[PROBLEM] Below are entries. Copy exactly the lines running from the line that holds "matches!(self, Self::Completed(_))" to the line that holds "pub struct Dispatcher", with both ends included.

[[ DATA SHOWN open ]]

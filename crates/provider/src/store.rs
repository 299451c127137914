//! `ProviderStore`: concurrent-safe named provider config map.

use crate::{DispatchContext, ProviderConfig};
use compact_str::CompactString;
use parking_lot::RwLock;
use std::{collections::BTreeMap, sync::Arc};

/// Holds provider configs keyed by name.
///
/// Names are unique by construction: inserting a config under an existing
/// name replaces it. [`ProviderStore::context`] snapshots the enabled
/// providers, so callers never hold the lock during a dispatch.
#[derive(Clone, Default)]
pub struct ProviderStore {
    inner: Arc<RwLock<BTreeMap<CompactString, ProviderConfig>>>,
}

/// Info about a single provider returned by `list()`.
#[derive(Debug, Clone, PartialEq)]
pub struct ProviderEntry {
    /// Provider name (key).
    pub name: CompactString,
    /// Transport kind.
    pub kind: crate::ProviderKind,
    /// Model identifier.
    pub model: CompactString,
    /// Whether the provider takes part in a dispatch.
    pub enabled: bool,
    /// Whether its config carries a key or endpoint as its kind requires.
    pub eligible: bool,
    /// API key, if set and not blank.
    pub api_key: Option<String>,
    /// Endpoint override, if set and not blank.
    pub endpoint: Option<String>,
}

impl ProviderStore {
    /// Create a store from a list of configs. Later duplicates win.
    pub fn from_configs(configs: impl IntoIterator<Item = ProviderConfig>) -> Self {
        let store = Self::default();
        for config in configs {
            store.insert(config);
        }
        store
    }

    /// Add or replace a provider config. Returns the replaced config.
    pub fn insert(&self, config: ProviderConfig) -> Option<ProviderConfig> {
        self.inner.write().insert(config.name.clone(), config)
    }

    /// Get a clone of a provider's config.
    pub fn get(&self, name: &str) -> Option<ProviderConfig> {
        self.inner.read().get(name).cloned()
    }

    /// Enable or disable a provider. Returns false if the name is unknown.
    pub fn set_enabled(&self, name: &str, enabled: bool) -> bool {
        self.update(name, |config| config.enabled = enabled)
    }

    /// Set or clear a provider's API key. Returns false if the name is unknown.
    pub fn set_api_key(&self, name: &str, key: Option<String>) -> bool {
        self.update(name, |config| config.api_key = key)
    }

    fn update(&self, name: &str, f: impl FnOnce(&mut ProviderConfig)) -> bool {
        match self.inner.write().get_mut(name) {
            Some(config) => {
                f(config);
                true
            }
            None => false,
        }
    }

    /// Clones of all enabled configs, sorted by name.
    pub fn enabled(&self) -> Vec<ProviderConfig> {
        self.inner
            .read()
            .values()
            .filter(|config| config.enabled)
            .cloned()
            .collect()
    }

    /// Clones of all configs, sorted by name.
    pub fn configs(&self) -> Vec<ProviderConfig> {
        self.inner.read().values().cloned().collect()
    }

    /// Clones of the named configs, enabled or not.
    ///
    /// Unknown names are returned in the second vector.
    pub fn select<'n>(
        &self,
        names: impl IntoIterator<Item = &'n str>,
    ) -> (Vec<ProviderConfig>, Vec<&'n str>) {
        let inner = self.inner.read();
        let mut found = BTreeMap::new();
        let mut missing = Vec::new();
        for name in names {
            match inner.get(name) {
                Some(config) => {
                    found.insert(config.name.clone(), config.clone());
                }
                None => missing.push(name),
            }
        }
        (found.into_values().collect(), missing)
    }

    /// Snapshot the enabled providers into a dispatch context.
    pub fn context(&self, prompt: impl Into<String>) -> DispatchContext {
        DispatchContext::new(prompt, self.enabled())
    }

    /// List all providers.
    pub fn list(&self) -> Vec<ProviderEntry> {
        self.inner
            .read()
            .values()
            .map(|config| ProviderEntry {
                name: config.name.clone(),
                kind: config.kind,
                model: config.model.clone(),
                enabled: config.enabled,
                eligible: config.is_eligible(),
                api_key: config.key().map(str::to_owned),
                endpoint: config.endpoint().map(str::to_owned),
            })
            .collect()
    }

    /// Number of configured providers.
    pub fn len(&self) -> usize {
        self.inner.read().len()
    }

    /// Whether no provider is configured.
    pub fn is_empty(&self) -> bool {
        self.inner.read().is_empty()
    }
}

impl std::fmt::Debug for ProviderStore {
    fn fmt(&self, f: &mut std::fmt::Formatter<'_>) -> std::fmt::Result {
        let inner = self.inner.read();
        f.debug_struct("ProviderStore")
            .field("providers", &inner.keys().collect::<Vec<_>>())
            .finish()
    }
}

[[ DATA SHOWN closed ]]
[[ DATA SHOWN open ]]

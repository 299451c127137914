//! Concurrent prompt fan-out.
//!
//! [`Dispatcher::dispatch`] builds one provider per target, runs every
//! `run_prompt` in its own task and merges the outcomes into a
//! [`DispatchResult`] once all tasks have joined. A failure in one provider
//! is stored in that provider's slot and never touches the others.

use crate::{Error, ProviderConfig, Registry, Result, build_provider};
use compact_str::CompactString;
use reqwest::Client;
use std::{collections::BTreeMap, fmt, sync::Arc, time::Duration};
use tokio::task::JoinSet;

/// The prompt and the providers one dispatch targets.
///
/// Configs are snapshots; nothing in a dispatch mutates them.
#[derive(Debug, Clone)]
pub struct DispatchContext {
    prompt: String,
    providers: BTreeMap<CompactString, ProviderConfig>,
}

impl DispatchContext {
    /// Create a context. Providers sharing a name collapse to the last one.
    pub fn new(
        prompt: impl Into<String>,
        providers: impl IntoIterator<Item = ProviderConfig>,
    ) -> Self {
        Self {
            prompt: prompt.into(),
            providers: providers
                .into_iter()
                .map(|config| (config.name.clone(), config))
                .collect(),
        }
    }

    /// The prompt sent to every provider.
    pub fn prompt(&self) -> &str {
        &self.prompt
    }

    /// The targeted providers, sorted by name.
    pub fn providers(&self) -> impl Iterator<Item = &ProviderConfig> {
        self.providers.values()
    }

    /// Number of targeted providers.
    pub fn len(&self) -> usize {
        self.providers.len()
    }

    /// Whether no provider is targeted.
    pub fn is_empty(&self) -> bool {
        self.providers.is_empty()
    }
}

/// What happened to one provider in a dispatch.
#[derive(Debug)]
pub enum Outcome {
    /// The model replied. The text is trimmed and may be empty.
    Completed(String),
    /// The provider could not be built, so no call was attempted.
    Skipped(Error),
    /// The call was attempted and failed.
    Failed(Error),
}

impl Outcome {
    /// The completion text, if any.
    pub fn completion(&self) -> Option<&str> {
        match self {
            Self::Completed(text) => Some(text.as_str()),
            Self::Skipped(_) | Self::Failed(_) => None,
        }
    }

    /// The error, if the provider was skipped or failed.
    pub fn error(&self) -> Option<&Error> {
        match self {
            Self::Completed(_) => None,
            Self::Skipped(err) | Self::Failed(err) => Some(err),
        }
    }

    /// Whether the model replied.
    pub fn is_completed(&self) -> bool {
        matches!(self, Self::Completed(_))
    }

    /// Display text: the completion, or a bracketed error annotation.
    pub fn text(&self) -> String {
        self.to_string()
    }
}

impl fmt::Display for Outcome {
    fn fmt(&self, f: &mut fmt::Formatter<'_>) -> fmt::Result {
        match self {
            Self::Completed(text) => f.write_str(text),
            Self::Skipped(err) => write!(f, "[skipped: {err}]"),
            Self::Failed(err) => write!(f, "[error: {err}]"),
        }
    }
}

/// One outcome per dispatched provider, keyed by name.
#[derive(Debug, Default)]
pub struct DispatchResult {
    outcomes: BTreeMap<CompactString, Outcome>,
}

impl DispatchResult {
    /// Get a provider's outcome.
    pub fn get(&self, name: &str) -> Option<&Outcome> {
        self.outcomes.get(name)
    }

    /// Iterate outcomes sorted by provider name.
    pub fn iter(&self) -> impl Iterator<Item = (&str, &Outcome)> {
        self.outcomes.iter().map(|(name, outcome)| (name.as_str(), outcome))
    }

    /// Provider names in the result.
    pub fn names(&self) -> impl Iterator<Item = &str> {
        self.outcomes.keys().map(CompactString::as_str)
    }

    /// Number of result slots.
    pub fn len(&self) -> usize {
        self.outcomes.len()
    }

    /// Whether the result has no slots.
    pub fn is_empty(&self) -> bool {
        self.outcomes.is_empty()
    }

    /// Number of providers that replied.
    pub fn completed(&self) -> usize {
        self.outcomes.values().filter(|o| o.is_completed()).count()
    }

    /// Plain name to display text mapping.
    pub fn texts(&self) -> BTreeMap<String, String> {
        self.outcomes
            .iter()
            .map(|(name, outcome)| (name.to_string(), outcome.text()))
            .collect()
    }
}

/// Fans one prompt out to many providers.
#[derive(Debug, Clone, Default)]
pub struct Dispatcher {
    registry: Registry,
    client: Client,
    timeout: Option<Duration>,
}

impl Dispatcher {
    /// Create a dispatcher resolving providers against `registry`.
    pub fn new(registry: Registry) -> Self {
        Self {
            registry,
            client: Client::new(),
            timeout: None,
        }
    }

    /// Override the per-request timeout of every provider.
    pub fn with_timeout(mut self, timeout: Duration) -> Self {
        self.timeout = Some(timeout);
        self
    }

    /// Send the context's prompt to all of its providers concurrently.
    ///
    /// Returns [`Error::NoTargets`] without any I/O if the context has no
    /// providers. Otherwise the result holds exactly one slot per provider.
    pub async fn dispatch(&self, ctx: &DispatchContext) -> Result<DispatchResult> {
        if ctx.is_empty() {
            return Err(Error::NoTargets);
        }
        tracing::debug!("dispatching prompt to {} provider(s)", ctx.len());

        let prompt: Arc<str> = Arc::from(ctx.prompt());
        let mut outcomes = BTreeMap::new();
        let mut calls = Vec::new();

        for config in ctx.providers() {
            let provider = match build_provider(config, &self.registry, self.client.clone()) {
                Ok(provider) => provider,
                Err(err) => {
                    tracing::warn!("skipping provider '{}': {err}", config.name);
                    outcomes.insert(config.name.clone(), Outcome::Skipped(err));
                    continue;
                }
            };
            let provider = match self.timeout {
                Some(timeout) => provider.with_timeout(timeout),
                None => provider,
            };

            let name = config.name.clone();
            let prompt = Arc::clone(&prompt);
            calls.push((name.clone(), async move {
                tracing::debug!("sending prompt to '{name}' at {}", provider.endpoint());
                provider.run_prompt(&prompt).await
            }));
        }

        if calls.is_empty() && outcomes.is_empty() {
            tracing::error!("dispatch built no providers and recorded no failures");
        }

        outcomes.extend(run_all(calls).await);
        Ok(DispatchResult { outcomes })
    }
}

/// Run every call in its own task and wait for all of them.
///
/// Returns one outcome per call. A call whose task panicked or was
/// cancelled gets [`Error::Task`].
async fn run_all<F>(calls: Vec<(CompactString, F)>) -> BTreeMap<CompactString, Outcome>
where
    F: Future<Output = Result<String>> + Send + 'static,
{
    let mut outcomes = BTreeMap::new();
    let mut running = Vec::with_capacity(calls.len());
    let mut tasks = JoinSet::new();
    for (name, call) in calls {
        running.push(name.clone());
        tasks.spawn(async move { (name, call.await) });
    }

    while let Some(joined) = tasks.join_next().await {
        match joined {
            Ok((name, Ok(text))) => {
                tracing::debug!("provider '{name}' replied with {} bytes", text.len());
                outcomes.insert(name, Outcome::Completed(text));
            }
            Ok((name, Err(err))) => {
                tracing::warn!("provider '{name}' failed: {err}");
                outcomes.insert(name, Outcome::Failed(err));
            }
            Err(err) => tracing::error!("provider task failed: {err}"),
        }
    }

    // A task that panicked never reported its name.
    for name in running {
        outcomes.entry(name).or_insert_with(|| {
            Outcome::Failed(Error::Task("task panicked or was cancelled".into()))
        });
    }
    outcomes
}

[[ DATA SHOWN closed ]]

[SOLVED EXERCISE]
        matches!(self, Self::Completed(_))
    }

    /// Display text: the completion, or a bracketed error annotation.
    pub fn text(&self) -> String {
        self.to_string()
    }
}

impl fmt::Display for Outcome {
    fn fmt(&self, f: &mut fmt::Formatter<'_>) -> fmt::Result {
        match self {
            Self::Completed(text) => f.write_str(text),
            Self::Skipped(err) => write!(f, "[skipped: {err}]"),
            Self::Failed(err) => write!(f, "[error: {err}]"),
        }
    }
}

/// One outcome per dispatched provider, keyed by name.
#[derive(Debug, Default)]
pub struct DispatchResult {
    outcomes: BTreeMap<CompactString, Outcome>,
}

impl DispatchResult {
    /// Get a provider's outcome.
    pub fn get(&self, name: &str) -> Option<&Outcome> {
        self.outcomes.get(name)
    }

    /// Iterate outcomes sorted by provider name.
    pub fn iter(&self) -> impl Iterator<Item = (&str, &Outcome)> {
        self.outcomes.iter().map(|(name, outcome)| (name.as_str(), outcome))
    }

    /// Provider names in the result.
    pub fn names(&self) -> impl Iterator<Item = &str> {
        self.outcomes.keys().map(CompactString::as_str)
    }

    /// Number of result slots.
    pub fn len(&self) -> usize {
        self.outcomes.len()
    }

    /// Whether the result has no slots.
    pub fn is_empty(&self) -> bool {
        self.outcomes.is_empty()
    }

    /// Number of providers that replied.
    pub fn completed(&self) -> usize {
        self.outcomes.values().filter(|o| o.is_completed()).count()
    }

    /// Plain name to display text mapping.
    pub fn texts(&self) -> BTreeMap<String, String> {
        self.outcomes
            .iter()
            .map(|(name, outcome)| (name.to_string(), outcome.text()))
            .collect()
    }
}

/// Fans one prompt out to many providers.
#[derive(Debug, Clone, Default)]
pub struct Dispatcher {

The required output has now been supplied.